On this "Pillar of the Boatmen" is the only name mentioned and I think image of the HORNED (as amongst others = torque / spin - vortex) god CERNUNNOS.

*The name Cernunnos occurs only on the "Pillar of the Boatmen" (Pilier des nautes),[12] now displayed in the Musée National du Moyen Age in Paris. Constructed by Gaulish sailors probably in 14 CE,[13] it was discovered in 1710 within the foundations of the cathedral of Notre-Dame de Paris, site of ancient Lutetia, the civitas capital of the Celtic Parisii.

The distinctive stone pillar is an important monument of Gallo-Roman religion. Its low reliefs depict and label by name several Roman deities such as Jupiter, Vulcan, and Castor and Pollux, along with Gallic deities such as Esus, Smertrios, and Tarvos Trigaranus. The name Cernunnos can be read clearly on 18th century drawings of the inscriptions, but the initial letter has been obscured since, so that today only a reading [_]ernunnos can be verified.**[14]*

Cernunnos - Wikipedia
Pillar of the Boatmen - Wikipedia

Credits to this guy who has same good decodes (also about BEES in everything, it's origins / connections). He's religious so keep that in mind :


Take Care !


----------



## Archive (Apr 26, 2021)

> Note: This post was recovered from the Sh.org archive.Username: PrimalRedDate: 2019-09-27 11:53:42Reaction Score: 2


Alll the bullshit history has already been uploaded digitally. Time to erase the remaining physical evidence..


----------



## Silent Bob (Apr 26, 2021)

> Note: This post was recovered from the Sh.org archive.Username: Silent BobDate: 2019-11-20 18:05:31Reaction Score: 6


Interesting development, I wonder why they are so keen to redesign the spire......? Good on the architect for standing his ground, he seems to have the backing of the people, but the PTB are determined to change it.

Notre Dame row: French stirred as Macron’s general tells architect to ‘shut his mouth’ over staying true to original spire design

Tensions are high in the reconstruction project for France’s Notre Dame cathedral after an Army general appointed by President Emmanuel Macron has told an architect fighting for the original spire design to “shut his mouth.”

It’s not a fight you expect to see very often, but the reconstruction of the fire-gutted Notre Dame cathedral has led to a showdown between the chief architect and General Jean-Louis Georgelin, appointed by French President Emmanuel Macron to pilot the restoration project.

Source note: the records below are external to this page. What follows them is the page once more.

#[cfg(test)]
mod tests {
    use super::*;

    #[test]
    fn score_arg_spells_infinities() {
        assert_eq!(score_arg(f64::INFINITY), "+inf");
        assert_eq!(score_arg(f64::NEG_INFINITY), "-inf");
        assert_eq!(score_arg(1.5), "1.5");
        assert_eq!(score_arg(100.0), "100");
    }

    fn strings(args: &[Vec<u8>]) -> Vec<String> {
        args.iter()
            .map(|a| String::from_utf8_lossy(a).into_owned())
            .collect()
    }

    #[test]
    fn value_cas_args_flag_the_snapshot() {
        let present = ConditionalWrite::Value {
            expected: Some(b"old".to_vec()),
            value: b"new".to_vec(),
        };
        assert_eq!(strings(&cas_args(&present)), ["1", "old", "new"]);

        let absent = ConditionalWrite::Value {
            expected: None,
            value: b"new".to_vec(),
        };
        assert_eq!(strings(&cas_args(&absent)), ["0", "", "new"]);
    }

    #[test]
    fn hash_cas_args_list_snapshot_then_ops() {
        let write = ConditionalWrite::Hash {
            expected: BTreeMap::from([
                ("b".to_string(), b"2".to_vec()),
                ("a".to_string(), b"1".to_vec()),
            ]),
            ops: vec![
                FieldOp::Set {
                    field: "c".to_string(),
                    value: b"3".to_vec(),
                },
                FieldOp::Delete {
                    field: "a".to_string(),
                },
            ],
        };
        assert_eq!(
            strings(&cas_args(&write)),
            ["2", "a", "1", "b", "2", "set", "c", "3", "del", "a"]
        );
    }

    #[test]
    fn zset_cas_args_spell_scores_for_lua() {
        let write = ConditionalWrite::SortedSet {
            expected: vec![
                ScoredMember::new(b"low".to_vec(), f64::NEG_INFINITY),
                ScoredMember::new(b"mid".to_vec(), 2.5),
            ],
            ops: vec![
                ZSetOp::Add(ScoredMember::new(b"top".to_vec(), f64::INFINITY)),
                ZSetOp::Remove(b"mid".to_vec()),
            ],
        };
        assert_eq!(
            strings(&cas_args(&write)),
            ["2", "low", "-inf", "mid", "2.5", "add", "+inf", "top", "rem", "mid"]
        );
    }

    #[test]
    fn empty_snapshot_still_sends_count() {
        let write = ConditionalWrite::SortedSet {
            expected: Vec::new(),
            ops: vec![ZSetOp::Add(ScoredMember::new(b"m".to_vec(), 1.0))],
        };
        assert_eq!(strings(&cas_args(&write)), ["0", "add", "1", "m"]);
    }

    #[test]
    fn node_info_splits_host_and_port() {
        let info = node_info("10.1.2.3:6380", RedisConnectionInfo::default()).unwrap();
        assert_eq!(info.addr, ConnectionAddr::Tcp("10.1.2.3".to_string(), 6380));

        assert!(matches!(
            node_info("no-port", RedisConnectionInfo::default()),
            Err(StoreError::InvalidConfig(_))
        ));
        assert!(matches!(
            node_info("host:99999", RedisConnectionInfo::default()),
            Err(StoreError::InvalidConfig(_))
        ));
    }

    #[test]
    fn failover_signals_include_readonly() {
        let readonly = RedisError::from((ErrorKind::ReadOnly, "READONLY replica"));
        assert!(signals_failover(&readonly));

        let wrong_type = RedisError::from((ErrorKind::TypeError, "WRONGTYPE"));
        assert!(!signals_failover(&wrong_type));
        assert!(matches!(backend_error(wrong_type), StoreError::Backend(_)));
    }

    #[tokio::test]
    async fn connect_rejects_invalid_config() {
        let config = ManagerConfig {
            mode: Topology::Sentinel,
            addrs: vec!["127.0.0.1:26379".to_string()],
            ..ManagerConfig::default()
        };
        let err = RedisBackend::connect(&config).await.err().unwrap();
        assert!(matches!(err, StoreError::InvalidConfig(_)));
    }
}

Chief architect Philippe Villeneuve has been faced with an ambitious five-year deadline to restore the famed cathedral’s interior, roof, and the iconic spire completely destroyed in the April blaze.

But now it appears Georgelin and Macron have run into trouble with Villeneuve's vision for the spire – which for him is staying as true as possible to the original design. Georgelin and Macron both want to redesign the spire to give it a more _“contemporary”_ look, and their side has an argument that the 19th-century addition is in itself a redesign of the lost 13th-century feature. Villeneuve, meanwhile, has made it clear that if he is to be the architect on the project, then it must be identical to what stood before. This is also the only way to meet the five-year deadline, he adds.


----------



## KD Archive (Apr 26, 2021)

> Note: This post was recovered from the Sh.org archive.Username: KorbenDallasDate: 2019-11-20 19:00:58Reaction Score: 1




Silent Bob said:


> Interesting development, I wonder why they are so keen to redesign the spire......?

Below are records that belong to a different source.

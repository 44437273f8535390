//! `kvtx` Core: payload codec, error taxonomy, snapshot overlays, and the
//! transaction state machine shared by every store.

pub mod codec;
pub mod error;
pub mod overlay;
pub mod tx;

pub use codec::{Packed, Scored, ScoredData, StorageData};
pub use error::{CodecError, Result, StoreError, StructureKind};
pub use overlay::{FieldOp, HashOp, ScoredMember, ZSetOp};
pub use tx::TxState;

Very interesting indeed it is. Why?


----------



## dreamtime (Apr 26, 2021)

> Note: This post was recovered from the Sh.org archive.Username: dreamtimeDate: 2019-11-20 19:26:17Reaction Score: 1




KorbenDallas said:


> Very interesting indeed it is. Why?


I would guess it's simply because they love their symbols, and hate everything that is of the beautiful old world. 

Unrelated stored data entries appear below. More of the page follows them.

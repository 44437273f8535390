//! Backend contract consumed by every networked store.
//!
//! [`Backend`] is the minimal surface the stores need from a Redis-like
//! service: scalar, hash and sorted-set primitives, a cardinality query, key
//! expiry, a health check, and [`Backend::commit_if_unchanged`], the
//! conditional-commit primitive transactions are built on.
//!
//! Implementations:
//! - [`RedisBackend`]: standalone, sentinel and cluster topologies
//! - [`MemoryBackend`]: in-process, used for tests and single-process setups
//! - [`DeadlineBackend`]: decorator bounding every call with a timeout

pub mod deadline;
pub mod memory;
pub mod redis;

use std::collections::BTreeMap;
use std::time::{Duration, SystemTime};

use async_trait::async_trait;
use kvtx_core::{HashOp, Result, ScoredMember, StoreError, ZSetOp};

pub use self::deadline::DeadlineBackend;
pub use self::memory::MemoryBackend;
pub use self::redis::RedisBackend;

/// Guarded batch for [`Backend::commit_if_unchanged`].
///
/// Each variant pairs the snapshot the transaction read with the writes to
/// apply. The backend applies the writes, in order, only if the live
/// structure still equals the snapshot; otherwise it applies nothing.
#[derive(Debug, Clone, PartialEq)]
pub enum ConditionalWrite {
    /// Compare-and-set of a scalar. `None` means the key must be absent.
    Value {
        expected: Option<Vec<u8>>,
        value: Vec<u8>,
    },
    /// Field-map batch guarded by the full field → payload snapshot.
    Hash {
        expected: BTreeMap<String, Vec<u8>>,
        ops: Vec<HashOp>,
    },
    /// Sorted-set batch guarded by the full member → score snapshot.
    SortedSet {
        expected: Vec<ScoredMember>,
        ops: Vec<ZSetOp>,
    },
}

impl ConditionalWrite {
    /// Number of write operations carried by the batch.
    #[must_use]
    pub fn op_count(&self) -> usize {
        match self {
            Self::Value { .. } => 1,
            Self::Hash { ops, .. } => ops.len(),
            Self::SortedSet { ops, .. } => ops.len(),
        }
    }
}

/// Networked key-value service the stores run against.
///
/// Every method may block on IO and is cancelled by dropping its future.
/// Each call is atomic at the backend. Used as `Arc<dyn Backend>`, shared by
/// all stores of one [`Manager`](crate::Manager).
#[async_trait]
pub trait Backend: Send + Sync {
    // --- Scalar ---

    /// Read a scalar value, `None` if the key does not exist.
    async fn get(&self, key: &str) -> Result<Option<Vec<u8>>>;

    /// Write a scalar value unconditionally.
    async fn set(&self, key: &str, value: &[u8]) -> Result<()>;

    /// Delete a key of any kind. Deleting a missing key succeeds.
    async fn del(&self, key: &str) -> Result<()>;

    // --- Hash ---

    async fn hget(&self, key: &str, field: &str) -> Result<Option<Vec<u8>>>;

    /// All fields of a hash; empty when the key does not exist.
    async fn hget_all(&self, key: &str) -> Result<BTreeMap<String, Vec<u8>>>;

    async fn hset(&self, key: &str, field: &str, value: &[u8]) -> Result<()>;

    /// Delete fields. Missing fields are ignored.
    async fn hdel(&self, key: &str, fields: &[&str]) -> Result<()>;

    // --- Sorted set ---

    /// Insert a member or update its score.
    async fn zadd(&self, key: &str, member: &[u8], score: f64) -> Result<()>;

    async fn zrem(&self, key: &str, member: &[u8]) -> Result<()>;

    /// Members by inclusive rank, ascending score. Negative ranks count
    /// from the end.
    async fn zrange_with_scores(&self, key: &str, start: i64, stop: i64)
        -> Result<Vec<ScoredMember>>;

    /// Members with `min <= score <= max`, descending, skipping `offset`
    /// and returning at most `count` (negative `count` returns all).
    async fn zrev_range_by_score(
        &self,
        key: &str,
        max: f64,
        min: f64,
        offset: i64,
        count: i64,
    ) -> Result<Vec<ScoredMember>>;

    /// Number of members, 0 when the key does not exist.
    async fn zcard(&self, key: &str) -> Result<u64>;

    /// Remove members by inclusive rank range.
    async fn zrem_range_by_rank(&self, key: &str, start: i64, stop: i64) -> Result<()>;

    // --- Expiry ---

    /// Schedule `key` for removal at `at`, replacing any earlier deadline.
    /// A deadline already in the past removes the key now.
    ///
    /// Returns `Ok(false)` when the key does not exist.
    async fn expire_at(&self, key: &str, at: SystemTime) -> Result<bool>;

    // --- Conditional commit ---

    /// Atomically apply `write` if the structure at `key` still matches its
    /// snapshot.
    ///
    /// Returns `Ok(true)` when applied and `Ok(false)` when the snapshot no
    /// longer matches (nothing applied).
    async fn commit_if_unchanged(&self, key: &str, write: &ConditionalWrite) -> Result<bool>;

    // --- Lifecycle ---

    /// Round-trip health check.
    async fn ping(&self) -> Result<()>;

    /// Release the connection. Later calls fail with
    /// [`StoreError::BackendUnavailable`](kvtx_core::StoreError::BackendUnavailable).
    /// Closing twice is a no-op.
    async fn close(&self) -> Result<()>;
}

/// Absolute deadline `ttl` from now.
pub(crate) fn deadline_after(ttl: Duration) -> Result<SystemTime> {
    SystemTime::now()
        .checked_add(ttl)
        .ok_or_else(|| StoreError::InvalidConfig(format!("expiry {ttl:?} is out of range")))
}

/// Milliseconds since the Unix epoch, 0 for earlier instants.
pub(crate) fn unix_millis(at: SystemTime) -> u64 {
    at.duration_since(SystemTime::UNIX_EPOCH)
        .map_or(0, |since| u64::try_from(since.as_millis()).unwrap_or(u64::MAX))
}

#[cfg(test)]
mod tests {
    use super::*;

    #[test]
    fn unix_millis_clamps_before_epoch() {
        assert_eq!(unix_millis(SystemTime::UNIX_EPOCH), 0);
        let before = SystemTime::UNIX_EPOCH - Duration::from_secs(5);
        assert_eq!(unix_millis(before), 0);
        let later = SystemTime::UNIX_EPOCH + Duration::from_millis(1_700_000_000_123);
        assert_eq!(unix_millis(later), 1_700_000_000_123);
    }

    #[test]
    fn deadline_after_rejects_overflow() {
        assert!(deadline_after(Duration::from_secs(60)).unwrap() > SystemTime::now());
        assert!(matches!(
            deadline_after(Duration::MAX),
            Err(StoreError::InvalidConfig(_))
        ));
    }
}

Maybe they have a good reason to fear the forces that built the old world, and maybe the good guys still have a card up their sleeve, if they still exist somewhere.


----------



## Archive (Apr 26, 2021)

> Note: This post was recovered from the Sh.org archive.Username: StarmonkeyDate: 2019-11-20 19:40:37Reaction Score: 0


Well, I DO.
And it does involve BEES. Points to the first person to figure it out! 

OR, maybe I'm just...


----------



## KD Archive (Apr 26, 2021)

> Note: This post was recovered from the Sh.org archive.Username: KorbenDallasDate: 2019-12-29 10:44:58Reaction Score: 3


Here is an interesting update: _Notre-Dame Cathedral has ‘50 percent chance’ of being saved._


----------



## Whitewave (Apr 26, 2021)

> Note: This post was recovered from the Sh.org archive.Username: whitewaveDate: 2019-12-29 12:06:52Reaction Score: 1




KorbenDallas said:


> Here is an interesting update: _Notre-Dame Cathedral has ‘50 percent chance’ of being saved._


Yeah, I saw where they said that even after receiving a billion dollars in donations to fix a roof fire that didn't even kill the bees on the roof, it just couldn't be saved. Must have found some incontrovertibly damning evidence requiring total destruction. Be interesting to see what happens to the demolished pieces. Murrah building got swept away before there was time to do a proper forensic investigation. Also, what happens to the billion dollars of donated money?


----------



## dreamtime (Apr 26, 2021)

> Note: This post was recovered from the Sh.org archive.Username: dreamtimeDate: 2019-12-30 10:04:59Reaction Score: 1




KorbenDallas said:


> Here is an interesting update: _Notre-Dame Cathedral has ‘50 percent chance’ of being saved._


first they decided on a law to rebuild it until 2024. Now they say it will already take until 2024 to only stabilize the structure. They need to look into those mysterious architects who built 5,000 complete houses within a year or so 150 years ago.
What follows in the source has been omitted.